While many factors led Youngstown’s mills to shut down, including growth in global steelmaking capacity coupled with a slowdown in demand, all this took place amid a technological transformation. Steelmaking was moving away from open-hearth furnaces toward the more efficient basic-oxygen furnace. Foreign steelmakers, many of whose mills had been rebuilt after World War II using basic-oxygen technology, could produce steel more quickly and cheaply. Basic-oxygen furnace designs were also more energy-efficient, something that became important during the energy crises of the 1970s.

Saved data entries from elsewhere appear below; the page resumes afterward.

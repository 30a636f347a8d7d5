//! The caller-facing settlement engine.
//!
//! Owns a round ledger, talks to the staking asset and the randomness
//! oracle, and enforces authorization, max-bet and fund-safety policy.
//! Every state-mutating operation takes `&mut self` and is atomic: it
//! either fully applies or leaves all state (ledger and asset balances)
//! as it found it.

use crate::errors::{EngineError, EngineResult};
use crate::events::{EngineEvent, EventBus};
use crate::metrics::EngineMetrics;
use crate::oracle::RandomnessOracle;
use crate::store::{ClaimRecord, EngineStore, RoundRecord, StakeRecord};
use crate::table::ledger::RoundLedger;
use crate::table::types::{
    derive_winning_number, AccountId, Amount, BetEntry, Entropy, RequestId, Round, RoundId,
    RoundStatus, MAX_NUMBER, PAYOUT_MULTIPLIER,
};
use crate::token::StakingAsset;
use chrono::Utc;
use std::sync::Arc;
use tokio::sync::broadcast;
use tracing::{debug, error, info, warn};

/// Administrator-mutable table parameters.
#[derive(Debug, Clone)]
pub struct TableConfig {
    pub owner: AccountId,
    /// Ceiling on one bettor's cumulative stake per (round, number).
    /// Starts at 0, which disables betting until the owner raises it.
    pub max_bet_per_number: Amount,
}

pub struct RouletteEngine {
    account: AccountId,
    config: TableConfig,
    asset: Arc<dyn StakingAsset>,
    oracle: Arc<dyn RandomnessOracle>,
    ledger: RoundLedger,
    // Raw oracle value between delivery and resolution; single-use.
    spin_entropy: Option<Entropy>,
    events: EventBus,
    metrics: Arc<EngineMetrics>,
    store: Option<EngineStore>,
}
//! Write-through persistence for rounds, stakes and claims on RocksDB.
//!
//! The in-memory ledger stays authoritative; the store mirrors it so an
//! engine reopened over the same path can rebuild the ledger and keep
//! historical rounds claimable. Records are JSON under string-prefixed
//! keys, one keyspace per table.

use crate::table::types::{AccountId, Amount, RequestId, Round, RoundId, RoundStatus};
use chrono::Utc;
use rocksdb::{Direction, IteratorMode, Options, WriteBatch, DB};
use serde::de::DeserializeOwned;
use serde::{Deserialize, Serialize};
use std::path::Path;
use std::sync::Arc;
use thiserror::Error;

const ROUND_PREFIX: &str = "round:";
const STAKE_PREFIX: &str = "stake:";
const CLAIM_PREFIX: &str = "claim:";

#[derive(Debug, Error)]
pub enum StoreError {
    #[error("database error: {0}")]
    Database(#[from] rocksdb::Error),
    #[error("failed to encode record for {key}: {reason}")]
    EncodeFailed { key: String, reason: String },
    #[error("corrupted record at {key}: {reason}")]
    Corrupted { key: String, reason: String },
}

/// Durable image of a round.
#[derive(Debug, Clone, Serialize, Deserialize)]
pub struct RoundRecord {
    pub id: RoundId,
    pub status: RoundStatus,
    pub winning_number: Option<u8>,
    pub random_request_id: Option<RequestId>,
    pub updated_at_ms: i64,
}

impl RoundRecord {
    pub fn from_round(round: &Round) -> Self {
        Self {
            id: round.id,
            status: round.status,
            winning_number: round.winning_number,
            random_request_id: round.random_request_id,
            updated_at_ms: Utc::now().timestamp_millis(),
        }
    }

    pub fn into_round(self) -> Round {
        Round {
            id: self.id,
            status: self.status,
            winning_number: self.winning_number,
            random_request_id: self.random_request_id,
        }
    }
}

/// Durable image of one (round, bettor, number) stake cell. Holds the
/// cumulative stake, so rewriting the cell is idempotent.
#[derive(Debug, Clone, Serialize, Deserialize)]
pub struct StakeRecord {
    pub round_id: RoundId,
    pub bettor: AccountId,
    pub number: u8,
    pub cumulative: Amount,
    pub updated_at_ms: i64,
}

#[derive(Debug, Clone, Serialize, Deserialize)]
pub struct ClaimRecord {
    pub round_id: RoundId,
    pub bettor: AccountId,
    pub amount: Amount,
    pub claimed_at_ms: i64,
}

/// Everything needed to rebuild a ledger, as read back from disk.
#[derive(Debug, Default)]
pub struct PersistedState {
    pub rounds: Vec<RoundRecord>,
    pub stakes: Vec<StakeRecord>,
    pub claims: Vec<ClaimRecord>,
}

fn round_key(id: RoundId) -> Vec<u8> {
    // Zero-padded so lexicographic key order matches numeric round order.
    format!("{}{:020}", ROUND_PREFIX, id).into_bytes()
}

fn stake_key(round_id: RoundId, bettor: &AccountId, number: u8) -> Vec<u8> {
    format!(
        "{}{:020}:{}:{:02}",
        STAKE_PREFIX,
        round_id,
        bettor.to_hex(),
        number
    )
    .into_bytes()
}

fn claim_key(round_id: RoundId, bettor: &AccountId) -> Vec<u8> {
    format!("{}{:020}:{}", CLAIM_PREFIX, round_id, bettor.to_hex()).into_bytes()
}

fn encode<T: Serialize>(key: &[u8], value: &T) -> Result<Vec<u8>, StoreError> {
    serde_json::to_vec(value).map_err(|e| StoreError::EncodeFailed {
        key: String::from_utf8_lossy(key).into_owned(),
        reason: e.to_string(),
    })
}

#[derive(Clone)]
pub struct EngineStore {
    db: Arc<DB>,
}

impl EngineStore {
    /// Open (or create) a store with the default tuning.
    pub fn open<P: AsRef<Path>>(path: P) -> Result<Self, StoreError> {
        Self::open_tuned(path, 128, 4, 128)
    }

    /// Open with explicit RocksDB tuning, sized in megabytes.
    pub fn open_tuned<P: AsRef<Path>>(
        path: P,
        write_buffer_size_mb: usize,
        max_write_buffer_number: i32,
        target_file_size_mb: u64,
    ) -> Result<Self, StoreError> {
        let mut opts = Options::default();
        opts.create_if_missing(true);
        opts.set_write_buffer_size(write_buffer_size_mb * 1024 * 1024);
        opts.set_max_write_buffer_number(max_write_buffer_number);
        opts.set_target_file_size_base(target_file_size_mb * 1024 * 1024);
        opts.set_compression_type(rocksdb::DBCompressionType::Lz4);

        let db = DB::open(&opts, path)?;
        Ok(Self { db: Arc::new(db) })
    }

    pub fn put_round(&self, record: &RoundRecord) -> Result<(), StoreError> {
        let key = round_key(record.id);
        let bytes = encode(&key, record)?;
        self.db.put(&key, bytes)?;
        Ok(())
    }

    pub fn put_stake(&self, record: &StakeRecord) -> Result<(), StoreError> {
        let key = stake_key(record.round_id, &record.bettor, record.number);
        let bytes = encode(&key, record)?;
        self.db.put(&key, bytes)?;
        Ok(())
    }

    /// Write a batch of stake cells atomically; one bet batch, one write.
    pub fn put_stakes(&self, records: &[StakeRecord]) -> Result<(), StoreError> {
        let mut batch = WriteBatch::default();
        for record in records {
            let key = stake_key(record.round_id, &record.bettor, record.number);
            let bytes = encode(&key, record)?;
            batch.put(&key, bytes);
        }
        self.db.write(batch)?;
        Ok(())
    }

    pub fn put_claim(&self, record: &ClaimRecord) -> Result<(), StoreError> {
        let key = claim_key(record.round_id, &record.bettor);
        let bytes = encode(&key, record)?;
        self.db.put(&key, bytes)?;
        Ok(())
    }

    pub fn round(&self, id: RoundId) -> Result<Option<RoundRecord>, StoreError> {
        let key = round_key(id);
        match self.db.get(&key)? {
            Some(bytes) => {
                let record =
                    serde_json::from_slice(&bytes).map_err(|e| StoreError::Corrupted {
                        key: String::from_utf8_lossy(&key).into_owned(),
                        reason: e.to_string(),
                    })?;
                Ok(Some(record))
            }
            None => Ok(None),
        }
    }

    pub fn load_rounds(&self) -> Result<Vec<RoundRecord>, StoreError> {
        self.scan_json(ROUND_PREFIX)
    }

    pub fn load_stakes(&self) -> Result<Vec<StakeRecord>, StoreError> {
        self.scan_json(STAKE_PREFIX)
    }

    pub fn load_claims(&self) -> Result<Vec<ClaimRecord>, StoreError> {
        self.scan_json(CLAIM_PREFIX)
    }

    pub fn load_state(&self) -> Result<PersistedState, StoreError> {
        Ok(PersistedState {
            rounds: self.load_rounds()?,
            stakes: self.load_stakes()?,
            claims: self.load_claims()?,
        })
    }

    fn scan_json<T: DeserializeOwned>(&self, prefix: &str) -> Result<Vec<T>, StoreError> {
        let mut records = Vec::new();
        let mode = IteratorMode::From(prefix.as_bytes(), Direction::Forward);
        for item in self.db.iterator(mode) {
            let (key, value) = item?;
            if !key.starts_with(prefix.as_bytes()) {
                break;
            }
            let record = serde_json::from_slice(&value).map_err(|e| StoreError::Corrupted {
                key: String::from_utf8_lossy(&key).into_owned(),
                reason: e.to_string(),
            })?;
            records.push(record);
        }
        Ok(records)
    }
}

U.S. mills, at least the older ones in the North, couldn’t compete. Their owners lacked either the necessary capital or the motivation to invest in the emerging technology. This reduced employee productivity, making the wage gains earned by the steelworker union unsustainable. It wasn’t only foreign mills that replaced the steel made in Youngstown. Newer basic-oxygen furnace mills in the U.S. took on some of the lost capacity.
It’s helpful to recall this now, as senators from Ohio and Pennsylvania are joining the Biden administration to raise red flags about the attempted acquisition of U.S. Steel by Japan’s Nippon Steel. These politicians are following the lead of the United Steel Workers, which fears that Nippon Steel will close unionized integrated steel mills in the North and move production to nonunionized electric-arc furnace mills in the South. Just as in the late 1970s and early ’80s, however, the only thing that will save union steel jobs in the long run is technology and innovation. The union and its political champions should focus on making the current U.S. Steel facilities economically competitive.
Innovation in steelmaking today is geared toward reducing carbon emissions. Electric-arc furnaces are one way to do this. The use of recycled steel scrap and other materials in so-called minimills makes blast furnaces more environmentally friendly by replacing some of the coking coal used in the older blast furnaces with hydrogen. While more than 70% of U.S. domestic steel is produced using electric-arc furnaces, U.S. Steel itself was slow to make the transition. The company has attempted to catch up by purchasing and then expanding Big River Steel, which operates electric-arc furnaces in Arkansas.
Whoever ultimately buys U.S. Steel will need to invest significant capital. The older blast furnace mills require expensive relining roughly every 17 years. Cleveland-Cliffs, an American steelmaker whose much lower offer for U.S. Steel is preferred by the union, is scheduled to reline its Burns Harbor, Ind., facility in 2026, and its Middletown, Ohio, one in 2027.
Over the next decade, 70% of traditional blast furnaces will reach the end of their useful lives. This, alongside the global shift to cleaner steel production, means that only mills with access to sufficient investment capital will survive. Nippon Steel, as the fourth-largest steelmaker in the world, has the resources to expand U.S. Steel. It is offering a premium price to gain better access to the U.S. market. It would make little economic sense for the company to fail to provide the type of investment necessary for success.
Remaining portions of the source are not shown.